[PROVIDED DATA Boundary: Start]

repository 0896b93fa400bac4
// Two-pass greedy line packer: plan the chunk count, then emit exactly that many chunks.
use crate::constants::MARKER_TAG;
use crate::tokenizer::TokenCounter;
use std::ops::Range;

/// Packing state for the chunk currently being filled.
#[derive(Debug, Clone, Copy, Default, PartialEq, Eq)]
struct PackState {
    running: usize,
}

impl PackState {
    /// Admit one line. Returns the new state and whether the line opens a new
    /// chunk. A line that alone exceeds the budget still gets admitted.
    fn admit(
        self,
        tokens: usize,
        budget: usize,
    ) -> (Self, bool) {
        if self.running > 0 && self.running + tokens > budget {
            (Self { running: tokens }, true)
        } else {
            (
                Self {
                    running: self.running + tokens,
                },
                false,
            )
        }
    }
}

/// Line ranges of each chunk. Shared by planning and materialization.
fn segments(
    line_tokens: &[usize],
    budget: usize,
) -> Vec<Range<usize>> {
    let mut out = Vec::new();
    let mut state = PackState::default();
    let mut start = 0usize;
    for (idx, &tokens) in line_tokens.iter().enumerate() {
        let (next, boundary) = state.admit(tokens, budget);
        if boundary {
            out.push(start..idx);
            start = idx;
        }
        state = next;
    }
    if start < line_tokens.len() {
        out.push(start..line_tokens.len());
    }
    out
}

/// Token count of every line, counted once so both passes see the same numbers.
pub struct ChunkPlan<'a> {
    lines: &'a [String],
    line_tokens: Vec<usize>,
    budget: usize,
    total_chunks: usize,
}

impl<'a> ChunkPlan<'a> {
    /// Planning pass.
    pub fn new(
        lines: &'a [String],
        budget: usize,
        counter: &dyn TokenCounter,
    ) -> Self {
        let line_tokens: Vec<usize> = lines.iter().map(|l| counter.count(l)).collect();
        let total_chunks = segments(&line_tokens, budget).len();
        Self {
            lines,
            line_tokens,
            budget,
            total_chunks,
        }
    }

    pub fn total_chunks(&self) -> usize {
        self.total_chunks
    }

    /// Materialization pass: re-walks the same token counts with the same rule.
    pub fn chunks(&self) -> impl Iterator<Item = Chunk<'a>> + '_ {
        let total = self.total_chunks;
        let lines = self.lines;
        let line_tokens = &self.line_tokens;
        segments(line_tokens, self.budget)
            .into_iter()
            .enumerate()
            .map(move |(i, range)| Chunk {
                index: i + 1,
                total,
                tokens: line_tokens[range.clone()].iter().sum(),
                lines: &lines[range],
            })
    }
}

/// One materialized chunk, numbered from 1.
#[derive(Debug, Clone, PartialEq, Eq)]
pub struct Chunk<'a> {
    pub index: usize,
    pub total: usize,
    /// Sum of body line tokens; markers are not counted.
    pub tokens: usize,
    pub lines: &'a [String],
}

impl Chunk<'_> {
    pub fn is_final(&self) -> bool {
        self.index == self.total
    }

    pub fn marker(&self) -> String {
        if self.is_final() {
            format!(
                "{MARKER_TAG} This is chunk {} of {}. This is everything. Make an index of all the information you've been provided and summarize it, then ask me what I want to do next.",
                self.index, self.total
            )
        } else {
            format!(
                "{MARKER_TAG} This is chunk {} of {}. Do not respond yet, more chunks are coming.",
                self.index, self.total
            )
        }
    }

    pub fn file_name(&self) -> String {
        format!("chunk_{}_of_{}.txt", self.index, self.total)
    }

    /// Marker, body lines, marker; newline-terminated.
    pub fn render(&self) -> String {
        let marker = self.marker();
        let mut out = String::with_capacity(marker.len() * 2 + self.lines.len() * 32);
        out.push_str(&marker);
        out.push('\n');
        for line in self.lines {
            out.push_str(line);
            out.push('\n');
        }
        out.push_str(&marker);
        out.push('\n');
        out
    }
}
#![allow(dead_code)]
use assert_fs::TempDir;
use assert_fs::prelude::*;
use std::fs;
use std::path::{Path, PathBuf};
use std::sync::atomic::{AtomicUsize, Ordering};
use tokencook::{CancelToken, Config, Pipeline, RunOutcome, RunSummary, TokenCounter};

/// One token per whitespace-separated word; exact and deterministic.
pub struct WordCounter;

impl TokenCounter for WordCounter {
    fn count(
        &self,
        text: &str,
    ) -> usize {
        text.split_whitespace().count()
    }
}

/// Word counter that trips a cancel token on its `after`-th call.
pub struct CancellingCounter {
    pub token: CancelToken,
    pub after: usize,
    pub calls: AtomicUsize,
}

impl TokenCounter for CancellingCounter {
    fn count(
        &self,
        text: &str,
    ) -> usize {
        if self.calls.fetch_add(1, Ordering::SeqCst) + 1 >= self.after {
            self.token.cancel();
        }
        text.split_whitespace().count()
    }
}

pub fn run(config: &Config) -> RunSummary {
    match Pipeline::new(config, &WordCounter).run().unwrap() {
        RunOutcome::Completed(summary) => summary,
        RunOutcome::Cancelled => panic!("run was cancelled"),
    }
}

pub fn read_manifest(summary: &RunSummary) -> serde_json::Value {
    let text = fs::read_to_string(&summary.manifest_path).unwrap();
    serde_json::from_str(&text).unwrap()
}

/// Names of the entries in `dir`, sorted.
pub fn file_names(dir: &Path) -> Vec<String> {
    let mut names: Vec<String> = fs::read_dir(dir)
        .unwrap()
        .map(|e| e.unwrap().file_name().to_string_lossy().to_string())
        .collect();
    names.sort();
    names
}

/// Chunk files of a run ordered by index.
pub fn chunk_files(summary: &RunSummary) -> Vec<PathBuf> {
    let mut chunks: Vec<(usize, PathBuf)> = file_names(&summary.output_dir)
        .into_iter()
        .filter(|n| n.starts_with("chunk_"))
        .map(|n| {
            let idx = n
                .trim_start_matches("chunk_")
                .split('_')
                .next()
                .unwrap()
                .parse()
                .unwrap();
            (idx, summary.output_dir.join(n))
        })
        .collect();
    chunks.sort();
    chunks.into_iter().map(|(_, p)| p).collect()
}

/// Body lines of a chunk file, markers stripped.
pub fn chunk_body(path: &Path) -> Vec<String> {
    let text = fs::read_to_string(path).unwrap();
    let lines: Vec<String> = text.lines().map(str::to_string).collect();
    assert!(lines.len() >= 2, "chunk without markers: {}", path.display());
    assert_eq!(lines[0], lines[lines.len() - 1], "header and trailer differ");
    lines[1..lines.len() - 1].to_vec()
}

/// Builds a fixture tree:
/// root/
///   README.md
///   src/lib.rs
///   src/notes.txt
///   assets/logo.png   (excluded extension)
///   build.weird       (not plaintext)
///   .venv/secret.py   (reserved directory)
pub fn basic_fs() -> TempDir {
    let td = TempDir::new().unwrap();
    for dir in ["src", "assets", ".venv"] {
        td.child(dir).create_dir_all().unwrap();
    }
    td.child("README.md").write_str("# readme\nhello there\n").unwrap();
    td.child("src/lib.rs")
        .write_str("pub fn answer() -> u32 {\n    42\n}\n")
        .unwrap();
    td.child("src/notes.txt").write_str("first note\nsecond note\n").unwrap();
    td.child("assets/logo.png").write_binary(&[0x89, b'P', b'N', b'G']).unwrap();
    td.child("build.weird").write_str("???").unwrap();
    td.child(".venv/secret.py").write_str("TOKEN = 'x'\n").unwrap();
    td
}

/// `count` files named f00.txt.. each with `lines` lines of `words` words.
pub fn wordy_fs(
    count: usize,
    lines: usize,
    words: usize,
) -> TempDir {
    let td = TempDir::new().unwrap();
    let line = vec!["tok"; words].join(" ");
    let body = format!("{line}\n").repeat(lines);
    for i in 0..count {
        td.child(format!("f{i:02}.txt")).write_str(&body).unwrap();
    }
    td
}
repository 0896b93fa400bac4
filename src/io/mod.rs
pub mod artifacts;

[PROVIDED DATA Boundary: End]

YOUR TASK:
The only thing to give is how many lines of the listing include the word "each".

ANSWER BOX:
2